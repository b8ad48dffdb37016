//! Serial console task
//!
//! Reads terminal bytes from UART0, echoes them, and runs each completed
//! line through the PMBus console.

use core::fmt::Write as _;

use defmt::*;
use embassy_rp::uart::{BufferedUartRx, BufferedUartTx};
use embedded_io_async::{Read, Write};
use heapless::String;

use pmprobe_core::console::{Crlf, Edit, LineEditor, Outcome, BANNER, PROMPT};

use crate::ProbeConsole;

/// Buffer size for UART receive
const RX_BUF_SIZE: usize = 64;

/// Output of a single command; `status` is the longest
const OUTPUT_BUF_SIZE: usize = 8192;

const TRUNCATED: &[u8] = b"\r\n[output truncated]\r\n";

/// Console task - line editing, command dispatch and output
#[embassy_executor::task]
pub async fn console_task(
    mut tx: BufferedUartTx,
    mut rx: BufferedUartRx,
    mut console: ProbeConsole,
) {
    info!("Console task started");

    let mut editor = LineEditor::new();
    let mut out: String<OUTPUT_BUF_SIZE> = String::new();
    let mut buf = [0u8; RX_BUF_SIZE];

    let _ = write!(Crlf(&mut out), "{}{}", BANNER, PROMPT);
    send(&mut tx, out.as_bytes()).await;

    loop {
        let n = match rx.read(&mut buf).await {
            Ok(n) => n,
            Err(e) => {
                warn!("UART read error: {:?}", e);
                continue;
            }
        };
        trace!("RX: {} bytes", n);

        for &byte in &buf[..n] {
            match editor.feed(byte) {
                Edit::None => {}
                Edit::Echo(b) => send(&mut tx, &[b]).await,
                Edit::Erase => send(&mut tx, b"\x08 \x08").await,
                Edit::Submit => {
                    out.clear();
                    let _ = out.push_str("\r\n");
                    debug!("Line: {}", editor.line());
                    let result = console.handle_line(editor.line(), &mut Crlf(&mut out));
                    editor.clear();
                    send(&mut tx, out.as_bytes()).await;

                    match result {
                        Ok(Outcome::Continue) => {}
                        Ok(Outcome::Exit) => {
                            info!("Console closed");
                            return;
                        }
                        Err(_) => {
                            warn!("Command output exceeded {} bytes", OUTPUT_BUF_SIZE);
                            send(&mut tx, TRUNCATED).await;
                        }
                    }

                    out.clear();
                    let _ = write!(Crlf(&mut out), "{}", PROMPT);
                    send(&mut tx, out.as_bytes()).await;
                }
            }
        }
    }
}

async fn send(tx: &mut BufferedUartTx, bytes: &[u8]) {
    if let Err(e) = tx.write_all(bytes).await {
        warn!("UART write error: {:?}", e);
    }
}
//! Probe configuration
//!
//! Types plus a small parser for the `pmprobe.toml` subset the firmware
//! embeds at build time.

pub mod parser;
pub mod types;

pub use parser::{parse_config, ParseError};
pub use types::*;
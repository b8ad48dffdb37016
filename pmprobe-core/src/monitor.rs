//! Register value reading
//!
//! Picks the transfer and decoding for a registry entry:
//!
//! | Descriptor                 | Transfer        | Result                 |
//! |----------------------------|-----------------|------------------------|
//! | 1 byte                     | `read_plain`    | `Integer`              |
//! | word, status               | `read_plain`    | `Integer` (LE)         |
//! | word, linear16             | `read_plain` x2 | `Linear` (VOUT_MODE)   |
//! | word, other                | `read_plain`    | `Linear` (linear11)    |
//! | block                      | `block_read`    | `Block`                |
//! | send byte                  | none            | `Absent`               |

use embedded_hal::delay::DelayNs;

use pmprobe_hal::I2cBus;
use pmprobe_protocol::commands::{cmd, AccessKind, CommandDescriptor, Encoding};
use pmprobe_protocol::linear::{decode_linear11, decode_linear16, vout_mode_exponent};
use pmprobe_protocol::status::{decode_status, StatusKind, StatusReport};

use crate::device::{PmbusDevice, RawReading};
use crate::error::PmbusError;
use crate::retry::RetryPolicy;

/// A register value after decoding
#[derive(Debug, Clone, PartialEq)]
#[cfg_attr(feature = "defmt", derive(defmt::Format))]
pub enum DecodedValue {
    /// Raw unsigned value (single bytes and status words)
    Integer(u16),
    /// Scaled linear11 or linear16 value
    Linear(f32),
    /// Block register contents
    Block(RawReading),
    /// Nothing could be read
    Absent,
}

impl DecodedValue {
    pub fn is_absent(&self) -> bool {
        matches!(self, DecodedValue::Absent)
    }
}

impl<B, D, R> PmbusDevice<B, D, R>
where
    B: I2cBus,
    D: DelayNs,
    R: RetryPolicy,
{
    /// Current linear16 exponent, read fresh from VOUT_MODE
    pub fn vout_exponent(&mut self) -> Result<i8, PmbusError> {
        let mode = self.read_plain(cmd::VOUT_MODE.code, 1)?;
        Ok(vout_mode_exponent(mode[0]))
    }

    /// Read and decode one registry entry
    ///
    /// Any failed transfer yields [`DecodedValue::Absent`].
    pub fn read_value(&mut self, command: &CommandDescriptor) -> DecodedValue {
        let result = if command.byte_len == 1 || command.access == AccessKind::ReadByte {
            self.read_plain(command.code, 1)
                .map(|data| DecodedValue::Integer(u16::from(data[0])))
        } else {
            match command.access {
                AccessKind::ReadWord => self.read_word(command),
                AccessKind::BlockRead => self
                    .block_read(command.code, usize::from(command.byte_len))
                    .map(|data| {
                        if data.is_empty() {
                            DecodedValue::Absent
                        } else {
                            DecodedValue::Block(data)
                        }
                    }),
                AccessKind::SendByte | AccessKind::ReadByte => Ok(DecodedValue::Absent),
            }
        };

        result.unwrap_or_else(|e| {
            debug!("{} unavailable: {}", command.name, e);
            DecodedValue::Absent
        })
    }

    fn read_word(&mut self, command: &CommandDescriptor) -> Result<DecodedValue, PmbusError> {
        let data = self.read_plain(command.code, 2)?;
        let (lsb, msb) = (data[0], data[1]);

        if command.is_status {
            return Ok(DecodedValue::Integer(u16::from_le_bytes([lsb, msb])));
        }

        let value = match command.encoding {
            Encoding::Linear16 => {
                let exponent = self.vout_exponent()?;
                DecodedValue::Linear(decode_linear16(u16::from_le_bytes([lsb, msb]), exponent))
            }
            Encoding::Linear11 => DecodedValue::Linear(decode_linear11(lsb, msb)),
            Encoding::Raw | Encoding::Ascii => {
                DecodedValue::Integer(u16::from_le_bytes([lsb, msb]))
            }
        };
        Ok(value)
    }

    /// Read and decode one status register
    pub fn read_status(&mut self, kind: StatusKind) -> Result<StatusReport, PmbusError> {
        let command = kind.command();
        let data = self.read_plain(command.code, usize::from(command.byte_len))?;
        decode_status(kind, &data).ok_or(PmbusError::LengthViolation {
            len: data.len(),
            max: usize::from(command.byte_len),
        })
    }
}

#[cfg(test)]
mod tests {
    use super::*;
    use crate::retry::FixedRetry;
    use crate::session::Session;
    use crate::testing::{MockBus, NoopDelay, Op};
    use pmprobe_hal::BusError;
    use pmprobe_protocol::REGISTRY;

    fn device(bus: MockBus) -> PmbusDevice<MockBus, NoopDelay> {
        PmbusDevice::new(
            bus,
            Session::new(0x58).unwrap(),
            NoopDelay::default(),
            FixedRetry::default(),
        )
    }

    fn commands(dev: PmbusDevice<MockBus, NoopDelay>) -> std::vec::Vec<u8> {
        dev.release()
            .0
            .ops
            .iter()
            .filter_map(|op| match op {
                Op::ReadRegister { command, .. } => Some(*command),
                _ => None,
            })
            .collect()
    }

    #[test]
    fn test_byte_register_is_integer() {
        let mut bus = MockBus::new();
        bus.reply(&[0x22]);
        let mut dev = device(bus);
        assert_eq!(dev.read_value(&cmd::PMBUS_REVISION), DecodedValue::Integer(0x22));
    }

    #[test]
    fn test_linear11_register() {
        let mut bus = MockBus::new();
        bus.reply(&[0xE8, 0xD3]);
        let mut dev = device(bus);
        assert_eq!(dev.read_value(&cmd::READ_VIN), DecodedValue::Linear(15.625));
        assert_eq!(commands(dev), [0x88]);
    }

    #[test]
    fn test_linear16_reads_vout_mode_every_time() {
        let mut bus = MockBus::new();
        // READ_VOUT, VOUT_MODE, READ_VOUT, VOUT_MODE
        bus.reply(&[0x00, 0x18])
            .reply(&[0x17])
            .reply(&[0x00, 0x18])
            .reply(&[0x18]);
        let mut dev = device(bus);

        assert_eq!(dev.read_value(&cmd::READ_VOUT), DecodedValue::Linear(12.0));
        // Exponent changed to -8 between the two reads
        assert_eq!(dev.read_value(&cmd::READ_VOUT), DecodedValue::Linear(24.0));
        assert_eq!(commands(dev), [0x8B, 0x20, 0x8B, 0x20]);
    }

    #[test]
    fn test_linear16_without_vout_mode_is_absent() {
        let mut bus = MockBus::new();
        bus.reply(&[0x00, 0x18]);
        let mut dev = device(bus);
        assert!(dev.read_value(&cmd::MFR_VOUT_MAX).is_absent());
    }

    #[test]
    fn test_status_word_is_little_endian_integer() {
        let mut bus = MockBus::new();
        bus.reply(&[0x01, 0x80]);
        let mut dev = device(bus);
        assert_eq!(dev.read_value(&cmd::STATUS_WORD), DecodedValue::Integer(0x8001));
    }

    #[test]
    fn test_block_register() {
        let mut bus = MockBus::new();
        bus.reply(b"ACME PSU");
        let mut dev = device(bus);
        match dev.read_value(&cmd::MFR_ID) {
            DecodedValue::Block(data) => assert_eq!(data.as_slice(), b"ACME PSU"),
            other => panic!("unexpected {:?}", other),
        }
    }

    #[test]
    fn test_send_byte_has_no_value() {
        let mut dev = device(MockBus::new());
        assert!(dev.read_value(&cmd::CLEAR_FAULTS).is_absent());
        assert_eq!(dev.release().0.op_count(), 0);
    }

    #[test]
    fn test_failed_read_is_absent_not_zero() {
        let mut bus = MockBus::new();
        bus.fail_read(BusError::Nack)
            .fail_read(BusError::Nack)
            .fail_read(BusError::Nack);
        let mut dev = device(bus);
        assert_eq!(dev.read_value(&cmd::READ_IOUT), DecodedValue::Absent);
    }

    #[test]
    fn test_every_registry_entry_reads_without_panicking() {
        for command in REGISTRY {
            let mut dev = device(MockBus::new());
            let _ = dev.read_value(command);
        }
    }

    #[test]
    fn test_read_status() {
        let mut bus = MockBus::new();
        bus.reply(&[0b1000_0001]);
        let mut dev = device(bus);

        let report = dev.read_status(StatusKind::Vout).unwrap();
        assert_eq!(report.value, 0x81);
        assert_eq!(report.bits.iter().filter(|b| b.active).count(), 2);
        assert_eq!(commands(dev), [0x7A]);
    }

    #[test]
    fn test_read_status_failure() {
        let mut dev = device(MockBus::new());
        assert!(dev.read_status(StatusKind::Word).is_err());
    }
}
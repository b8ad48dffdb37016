//! PMBus transaction engine
//!
//! [`PmbusDevice`] owns the bus and performs every transfer shape the
//! probe needs:
//!
//! ```text
//! read_plain      S W │ CMD │ Sr R │ DATA... P            (retried)
//! write_plain     S W │ CMD │ DATA... P
//! send_byte       S W │ CMD P
//! block_read      S W │ CMD │ Sr R │ DATA... P            (single attempt)
//! block_write     S W │ CMD │ LEN │ DATA... P
//! read_with_pec   S W │ CMD │ PEC P   S R │ DATA... │ PEC P
//! write_with_pec  S W │ CMD │ DATA... │ PEC P
//! paged_read      S W │ 0x06 │ COUNT │ PAGE │ CMD P   S R │ 4 bytes P
//! capability      S W │ 0x1A │ CMD P   S R │ FLAG P
//! ```
//!
//! Transport faults never escape as panics: each one is logged and turned
//! into an `Err` (or `false` for the boolean write helpers).

use embedded_hal::delay::DelayNs;
use heapless::Vec;

use pmprobe_hal::{BusError, I2cBus, ScanResult};
use pmprobe_protocol::commands::{cmd, PAGE_PLUS_READ};
use pmprobe_protocol::pec;

use crate::error::PmbusError;
use crate::retry::{FixedRetry, RetryPolicy};
use crate::session::Session;

/// Longest read the engine will perform, in data bytes
pub const MAX_READ_LEN: usize = 32;

/// Longest block write payload (the length prefix is one byte)
pub const MAX_BLOCK_LEN: usize = 255;

/// Response length of a PAGE_PLUS_READ
pub const PAGED_READ_LEN: usize = 4;

/// Command byte + length or PEC trailer + payload
const FRAME_LEN: usize = MAX_BLOCK_LEN + 2;

type Frame = Vec<u8, FRAME_LEN>;

/// Bytes returned by a successful read
pub type RawReading = Vec<u8, MAX_READ_LEN>;

/// Data for the plain and PEC write helpers
#[derive(Debug, Clone, Copy, PartialEq, Eq)]
pub enum Payload<'a> {
    /// Integer sent little-endian in exactly the declared number of bytes
    Int(u32),
    /// Bytes sent as-is, cut to the declared length
    Bytes(&'a [u8]),
}

impl From<u32> for Payload<'_> {
    fn from(value: u32) -> Self {
        Payload::Int(value)
    }
}

impl<'a> From<&'a [u8]> for Payload<'a> {
    fn from(bytes: &'a [u8]) -> Self {
        Payload::Bytes(bytes)
    }
}

impl<'a, const N: usize> From<&'a [u8; N]> for Payload<'a> {
    fn from(bytes: &'a [u8; N]) -> Self {
        Payload::Bytes(bytes)
    }
}

impl<'a, const N: usize> From<&'a Vec<u8, N>> for Payload<'a> {
    fn from(bytes: &'a Vec<u8, N>) -> Self {
        Payload::Bytes(bytes)
    }
}

impl Payload<'_> {
    /// Append the wire bytes for a `len`-byte field to `out`
    fn encode_into(&self, len: usize, out: &mut Frame) -> Result<(), PmbusError> {
        let room = out.capacity() - out.len();
        match *self {
            Payload::Int(value) => {
                if len > room {
                    return Err(PmbusError::LengthViolation { len, max: room });
                }
                if len < 4 && u64::from(value) >> (8 * len) != 0 {
                    return Err(PmbusError::Encoding);
                }
                let bytes = value.to_le_bytes();
                for i in 0..len {
                    out.push(bytes.get(i).copied().unwrap_or(0))
                        .map_err(|_| PmbusError::LengthViolation { len, max: room })?;
                }
            }
            Payload::Bytes(bytes) => {
                let data = &bytes[..bytes.len().min(len)];
                out.extend_from_slice(data)
                    .map_err(|_| PmbusError::LengthViolation {
                        len: data.len(),
                        max: room,
                    })?;
            }
        }
        Ok(())
    }
}

fn transport<E: Into<BusError>>(e: E) -> PmbusError {
    PmbusError::Transport(e.into())
}

fn check_read_len(len: usize, max: usize) -> Result<(), PmbusError> {
    if len > max {
        return Err(PmbusError::LengthViolation { len, max });
    }
    Ok(())
}

fn reading(data: &[u8]) -> Result<RawReading, PmbusError> {
    RawReading::from_slice(data).map_err(|_| PmbusError::LengthViolation {
        len: data.len(),
        max: MAX_READ_LEN,
    })
}

/// Transaction engine for one PMBus device
pub struct PmbusDevice<B, D, R = FixedRetry> {
    bus: B,
    delay: D,
    retry: R,
    session: Session,
}

impl<B, D, R> PmbusDevice<B, D, R>
where
    B: I2cBus,
    D: DelayNs,
    R: RetryPolicy,
{
    pub fn new(bus: B, session: Session, delay: D, retry: R) -> Self {
        Self {
            bus,
            delay,
            retry,
            session,
        }
    }

    /// Current target
    pub fn session(&self) -> Session {
        self.session
    }

    /// Point the engine at another device
    pub fn set_session(&mut self, session: Session) {
        debug!("session -> {:#x}", session.address());
        self.session = session;
    }

    /// Give back the bus and delay
    pub fn release(self) -> (B, D) {
        (self.bus, self.delay)
    }

    fn address(&self) -> u8 {
        self.session.address()
    }

    /// Read `len` bytes from `code`, retrying per policy
    pub fn read_plain(&mut self, code: u8, len: usize) -> Result<RawReading, PmbusError> {
        check_read_len(len, MAX_READ_LEN)?;
        let address = self.address();
        let attempts = self.retry.attempts();
        let mut buf = [0u8; MAX_READ_LEN];

        let mut attempt = 1;
        loop {
            match self.bus.read_register(address, code, &mut buf[..len]) {
                Ok(()) => return reading(&buf[..len]),
                Err(e) => {
                    let e: BusError = e.into();
                    if attempt >= attempts {
                        warn!("read {:#x}: giving up after {} attempts ({})", code, attempt, e);
                        return Err(PmbusError::Transport(e));
                    }
                    trace!("read {:#x}: attempt {} failed ({})", code, attempt, e);
                    self.delay.delay_ms(self.retry.backoff_ms(attempt));
                    attempt += 1;
                }
            }
        }
    }

    /// Write `payload` to `code` as a `len`-byte field
    pub fn write_plain<'a>(&mut self, code: u8, payload: impl Into<Payload<'a>>, len: usize) -> bool {
        let result = self.try_write_plain(code, payload.into(), len);
        if let Err(e) = result {
            error!("write {:#x} failed: {}", code, e);
        }
        result.is_ok()
    }

    fn try_write_plain(&mut self, code: u8, payload: Payload<'_>, len: usize) -> Result<(), PmbusError> {
        let mut data = Frame::new();
        payload.encode_into(len, &mut data)?;
        let address = self.address();
        self.bus
            .write_register(address, code, &data)
            .map_err(transport)
    }

    /// Send a bare command byte (e.g. CLEAR_FAULTS)
    pub fn send_byte(&mut self, code: u8) -> bool {
        let address = self.address();
        match self.bus.raw_write(address, &[code]) {
            Ok(()) => true,
            Err(e) => {
                error!("send byte {:#x} failed: {}", code, transport(e));
                false
            }
        }
    }

    /// Read `len` bytes from a block register in one attempt
    pub fn block_read(&mut self, code: u8, len: usize) -> Result<RawReading, PmbusError> {
        check_read_len(len, MAX_READ_LEN)?;
        let address = self.address();
        let mut buf = [0u8; MAX_READ_LEN];
        self.bus
            .read_register(address, code, &mut buf[..len])
            .map_err(transport)
            .inspect_err(|e| error!("block read {:#x} failed: {}", code, e))?;
        reading(&buf[..len])
    }

    /// Write a length-prefixed block
    ///
    /// Payloads longer than 255 bytes are rejected before touching the bus.
    pub fn block_write(&mut self, code: u8, payload: &[u8]) -> Result<(), PmbusError> {
        if payload.len() > MAX_BLOCK_LEN {
            error!("block write {:#x}: {} bytes is too large", code, payload.len());
            return Err(PmbusError::LengthViolation {
                len: payload.len(),
                max: MAX_BLOCK_LEN,
            });
        }

        let mut frame = Frame::new();
        // Lengths were checked above; FRAME_LEN leaves room for both prefix bytes
        let _ = frame.push(code);
        let _ = frame.push(payload.len() as u8);
        let _ = frame.extend_from_slice(payload);

        let address = self.address();
        self.bus
            .raw_write(address, &frame)
            .map_err(transport)
            .inspect_err(|e| error!("block write {:#x} failed: {}", code, e))
    }

    /// Read `len` bytes followed by a PEC byte and verify it
    ///
    /// On a mismatch the data is dropped and `PecMismatch` is returned.
    pub fn read_with_pec(&mut self, code: u8, len: usize) -> Result<RawReading, PmbusError> {
        check_read_len(len, MAX_READ_LEN)?;
        let address = self.address();
        let request = [code, pec::read_request_pec(address, code)];

        let mut buf = [0u8; MAX_READ_LEN + 1];
        let result = self
            .bus
            .raw_write(address, &request)
            .and_then(|()| self.bus.raw_read(address, &mut buf[..len + 1]))
            .map_err(transport);
        if let Err(e) = result {
            error!("PEC read {:#x} failed: {}", code, e);
            return Err(e);
        }

        let (data, received) = (&buf[..len], buf[len]);
        let expected = pec::read_response_pec(address, code, data);
        if expected != received {
            warn!(
                "PEC mismatch on {:#x}: got {:#x}, expected {:#x}",
                code, received, expected
            );
            return Err(PmbusError::PecMismatch { expected, received });
        }
        reading(data)
    }

    /// Write `payload` as a `len`-byte field with a trailing PEC byte
    pub fn write_with_pec<'a>(&mut self, code: u8, payload: impl Into<Payload<'a>>, len: usize) -> bool {
        let result = self.try_write_with_pec(code, payload.into(), len);
        if let Err(e) = result {
            error!("PEC write {:#x} failed: {}", code, e);
        }
        result.is_ok()
    }

    fn try_write_with_pec(&mut self, code: u8, payload: Payload<'_>, len: usize) -> Result<(), PmbusError> {
        let address = self.address();
        let mut frame = Frame::new();
        let _ = frame.push(code);
        payload.encode_into(len, &mut frame)?;

        // The address byte is covered by PEC but never part of the buffer
        let pec = pec::write_pec(address, code, &frame[1..]);
        frame
            .push(pec)
            .map_err(|_| PmbusError::LengthViolation { len, max: MAX_BLOCK_LEN })?;

        self.bus.raw_write(address, &frame).map_err(transport)
    }

    /// Vendor PAGE_PLUS_READ: select `page` and read `command` through it
    ///
    /// The response is always read as four bytes. A failed request write is
    /// logged and the read is still attempted.
    pub fn paged_read(
        &mut self,
        byte_count: u8,
        page: u8,
        command: u8,
    ) -> Result<[u8; PAGED_READ_LEN], PmbusError> {
        let address = self.address();
        let request = [PAGE_PLUS_READ, byte_count, page, command];
        if let Err(e) = self.bus.raw_write(address, &request) {
            warn!("PAGE_PLUS_READ request failed: {}", transport(e));
        }

        let mut response = [0u8; PAGED_READ_LEN];
        self.bus
            .raw_read(address, &mut response)
            .map_err(transport)
            .inspect_err(|e| error!("PAGE_PLUS_READ response failed: {}", e))?;
        Ok(response)
    }

    /// Ask the device whether it supports `code` via QUERY
    ///
    /// `Ok(false)` means the device answered "unsupported"; a bus failure is
    /// an `Err`.
    pub fn capability_query(&mut self, code: u8) -> Result<bool, PmbusError> {
        let address = self.address();
        let mut flag = [0u8; 1];
        self.bus
            .raw_write(address, &[cmd::QUERY.code, code])
            .and_then(|()| self.bus.raw_read(address, &mut flag))
            .map_err(transport)
            .inspect_err(|e| error!("QUERY {:#x} failed: {}", code, e))?;
        Ok(flag[0] == 1)
    }

    /// List the addresses that acknowledge on the bus
    pub fn scan(&mut self) -> Result<ScanResult, PmbusError> {
        self.bus
            .scan()
            .map_err(transport)
            .inspect_err(|e| error!("bus scan failed: {}", e))
    }
}
//! Minimal TOML parser for the probe configuration
//!
//! Handles only the subset `pmprobe.toml` uses. It does NOT support the
//! full TOML grammar.
//!
//! Supported:
//! - `[bus]`, `[console]`, `[device]` and `[retry]` section headers
//! - Integer values, decimal or `0x` hexadecimal, optionally quoted
//! - Comments (`# ...`), including trailing ones
//!
//! Unknown keys are ignored so newer files still load.

use super::types::ProbeConfig;
use crate::session::MAX_ADDRESS;

/// Parse error
#[derive(Debug, Clone, Copy, PartialEq, Eq)]
#[cfg_attr(feature = "defmt", derive(defmt::Format))]
pub enum ParseError {
    /// Unknown or malformed section header
    InvalidSection,
    /// Value is not an integer or does not fit its field
    InvalidValue,
    /// Address outside the 7-bit range
    InvalidAddress,
}

#[derive(Debug, Clone, Copy, PartialEq, Eq)]
enum Section {
    Root,
    Bus,
    Console,
    Device,
    Retry,
}

/// Parse TOML text into a [`ProbeConfig`], starting from the defaults
pub fn parse_config(input: &str) -> Result<ProbeConfig, ParseError> {
    let mut config = ProbeConfig::default();
    let mut section = Section::Root;

    for line in input.lines() {
        let line = line.trim();

        // Skip empty lines and comments
        if line.is_empty() || line.starts_with('#') {
            continue;
        }

        if line.starts_with('[') && line.ends_with(']') {
            section = parse_section_header(&line[1..line.len() - 1])?;
            continue;
        }

        if let Some((key, value)) = parse_key_value(line) {
            apply_value(section, key, value, &mut config)?;
        }
    }

    Ok(config)
}

fn parse_section_header(header: &str) -> Result<Section, ParseError> {
    match header.trim() {
        "bus" => Ok(Section::Bus),
        "console" => Ok(Section::Console),
        "device" => Ok(Section::Device),
        "retry" => Ok(Section::Retry),
        _ => Err(ParseError::InvalidSection),
    }
}

fn parse_key_value(line: &str) -> Option<(&str, &str)> {
    let eq_pos = line.find('=')?;
    let key = line[..eq_pos].trim();
    let value = line[eq_pos + 1..].trim();

    // Remove inline comments
    let value = match value.find('#') {
        Some(hash_pos) => value[..hash_pos].trim(),
        None => value,
    };

    if key.is_empty() || value.is_empty() {
        return None;
    }

    Some((key, value))
}

/// Parse an integer, decimal or `0x` hex, with optional quotes
fn parse_int(value: &str) -> Result<u32, ParseError> {
    let value = value.trim_matches('"');
    let parsed = match value
        .strip_prefix("0x")
        .or_else(|| value.strip_prefix("0X"))
    {
        Some(hex) => u32::from_str_radix(hex, 16),
        None => value.parse(),
    };
    parsed.map_err(|_| ParseError::InvalidValue)
}

fn parse_u8(value: &str) -> Result<u8, ParseError> {
    u8::try_from(parse_int(value)?).map_err(|_| ParseError::InvalidValue)
}

fn parse_address(value: &str) -> Result<u8, ParseError> {
    let address = parse_int(value)?;
    if address > u32::from(MAX_ADDRESS) {
        return Err(ParseError::InvalidAddress);
    }
    Ok(address as u8)
}

fn apply_value(
    section: Section,
    key: &str,
    value: &str,
    config: &mut ProbeConfig,
) -> Result<(), ParseError> {
    match (section, key) {
        (Section::Bus, "frequency_hz") => config.bus.frequency_hz = parse_int(value)?,
        (Section::Console, "baudrate") => config.console.baudrate = parse_int(value)?,
        (Section::Device, "address") => config.device.address = Some(parse_address(value)?),
        (Section::Device, "eeprom") => config.device.eeprom = Some(parse_address(value)?),
        (Section::Retry, "attempts") => config.retry.attempts = parse_u8(value)?,
        (Section::Retry, "delay_ms") => config.retry.delay_ms = parse_int(value)?,
        _ => {} // Ignore unknown keys
    }
    Ok(())
}
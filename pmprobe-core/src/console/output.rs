//! Terminal output adapter

use core::fmt::{self, Write};

/// Translates `\n` into `\r\n` for serial terminals
pub struct Crlf<W>(pub W);

impl<W: Write> Write for Crlf<W> {
    fn write_str(&mut self, s: &str) -> fmt::Result {
        for (i, part) in s.split('\n').enumerate() {
            if i > 0 {
                self.0.write_str("\r\n")?;
            }
            self.0.write_str(part)?;
        }
        Ok(())
    }
}

#[cfg(test)]
mod tests {
    use super::*;
    use std::string::String;

    #[test]
    fn test_newlines_translated() {
        let mut out = String::new();
        write!(Crlf(&mut out), "a\nb\n").unwrap();
        assert_eq!(out, "a\r\nb\r\n");
    }

    #[test]
    fn test_overflow_reported() {
        let mut out: heapless::String<4> = heapless::String::new();
        assert!(write!(Crlf(&mut out), "abc\n").is_err());
    }
}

- [PROBLEM DETAILS]: Among the lines above, return each one holding the string "info".

- [WRITTEN SOLUTION]:
    info!("Console task started");
                            info!("Console closed");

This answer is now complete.